Application 17/360,718 is a continuation of application No. 16/283,135, filed on Feb. 22, 2019, granted, now 11,048,854.
Claims priority of provisional application 62/633,827, filed on Feb. 22, 2018.
Prior Publication US 2022/0019725 A1, Jan. 20, 2022
This patent is subject to a terminal disclaimer.
Int. Cl. G06F 17/00 (2019.01); G06F 40/117 (2020.01); G06F 40/35 (2020.01)

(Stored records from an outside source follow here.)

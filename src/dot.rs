//! Graphviz export for visualization tooling.
//!
//! Emits a `digraph DD` with one line per reachable node and two edges per
//! internal node: the then edge solid, the else edge dashed, and either
//! additionally dotted when the edge handle is complemented. Terminals are
//! boxes labeled with their value, so mixed BDD/ADD/ZDD root sets render
//! into one picture.

use std::io;
use std::path::Path;

use crate::manager::Dd;
use crate::reference::Ref;

impl Dd {
    /// Renders everything reachable from `roots` as a Graphviz digraph.
    pub fn to_dot(&self, roots: &[Ref]) -> Result<String, std::fmt::Error> {
        use std::fmt::Write as _;

        let mut dot = String::new();
        writeln!(dot, "digraph DD {{")?;

        let all_nodes = self.descendants(roots.iter().copied());

        for &id in &all_nodes {
            let node = self.node(id);
            if node.is_terminal() {
                writeln!(dot, "node{} [label=\"{}\" shape=box]", id, node.value)?;
            } else {
                writeln!(dot, "node{} [label=\"x{}\"]", id, node.variable.id())?;
            }
        }

        for &id in &all_nodes {
            let node = self.node(id);
            if node.is_terminal() {
                continue;
            }

            let high_style = if node.high.is_complemented() {
                "\"solid,dotted\""
            } else {
                "solid"
            };
            writeln!(dot, "node{} -> node{} [style={}]", id, node.high.index(), high_style)?;

            let low_style = if node.low.is_complemented() {
                "\"dashed,dotted\""
            } else {
                "dashed"
            };
            writeln!(dot, "node{} -> node{} [style={}]", id, node.low.index(), low_style)?;
        }

        writeln!(dot, "}}")?;
        Ok(dot)
    }

    /// Writes [`to_dot`](Dd::to_dot) output to a file.
    pub fn write_dot<P: AsRef<Path>>(&self, path: P, roots: &[Ref]) -> io::Result<()> {
        let dot = self
            .to_dot(roots)
            .map_err(|e| io::Error::new(io::ErrorKind::Other, e))?;
        std::fs::write(path, dot)
    }
}

#[cfg(test)]
mod tests {
    use super::*;

    #[test]
    fn test_dot_shape() {
        let dd = Dd::new(3);
        let x1 = dd.ith_var(1);
        let x2 = dd.ith_var(2);
        let f = dd.apply_and(x1, x2);

        let dot = dd.to_dot(&[f]).unwrap();
        assert!(dot.starts_with("digraph DD {"));
        assert!(dot.trim_end().ends_with('}'));

        // Internal nodes carry variable labels, the terminal is a box.
        assert!(dot.contains("[label=\"x1\"]"));
        assert!(dot.contains("[label=\"x2\"]"));
        assert!(dot.contains("shape=box"));

        // x1 ∧ x2 has complemented else edges to the terminal.
        assert!(dot.contains("[style=solid]"));
        assert!(dot.contains("[style=\"dashed,dotted\"]"));
    }

    #[test]
    fn test_dot_mixed_roots() {
        let dd = Dd::new(3);
        let f = dd.apply_or(dd.ith_var(1), dd.ith_var(2));
        let g = dd.add_ith_var(3);

        let dot = dd.to_dot(&[f, g]).unwrap();
        // ADD terminals appear with their values.
        assert!(dot.contains("[label=\"0\" shape=box]"));
        assert!(dot.contains("[label=\"1\" shape=box]"));
        assert!(dot.contains("[label=\"x3\"]"));
    }

    #[test]
    fn test_write_dot() {
        let dd = Dd::new(2);
        let f = dd.ith_var(1);

        let path = std::env::temp_dir().join("ananke_dd_dot_test.dot");
        dd.write_dot(&path, &[f]).unwrap();
        let written = std::fs::read_to_string(&path).unwrap();
        assert_eq!(written, dd.to_dot(&[f]).unwrap());
        std::fs::remove_file(&path).ok();
    }
}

CPC G06F 40/117 (2020.01) [G06F 40/35 (2020.01)] 13 Claims
OG exemplary drawing
 
1. A computerized method for highlighting relative importance of portions of a conversation displayed on a graphical user interface, comprising:
storing the conversation in computerized memory connected to a computer processor that is configured to display conversation text on a graphical user interface, wherein a display of the conversation illustrates conversation data according to respective conversation participants' turns in providing conversation input;
weighting respective turns of the conversation by providing the conversation input of the respective turns to a hierarchical attention network stored in the memory, wherein the hierarchical attention network uses the processor to calculate sequential long-short-term-memory cells (LSTM) in the memory;
using later LSTM cell data to update weighting values for prior LSTM cell data in a sequence of turns of the conversation input;
wherein weighting the respective turns comprises adding conversation input data from additional later turns of the conversation to new LSTM cells; and
wherein the hierarchical attention network uses the computer processor to calculate sequential long-short-term-memory cells (LSTM) in the memory when a prior weighting of turns in the conversation have had a degree of uniformity greater than a uniformity tolerance threshold.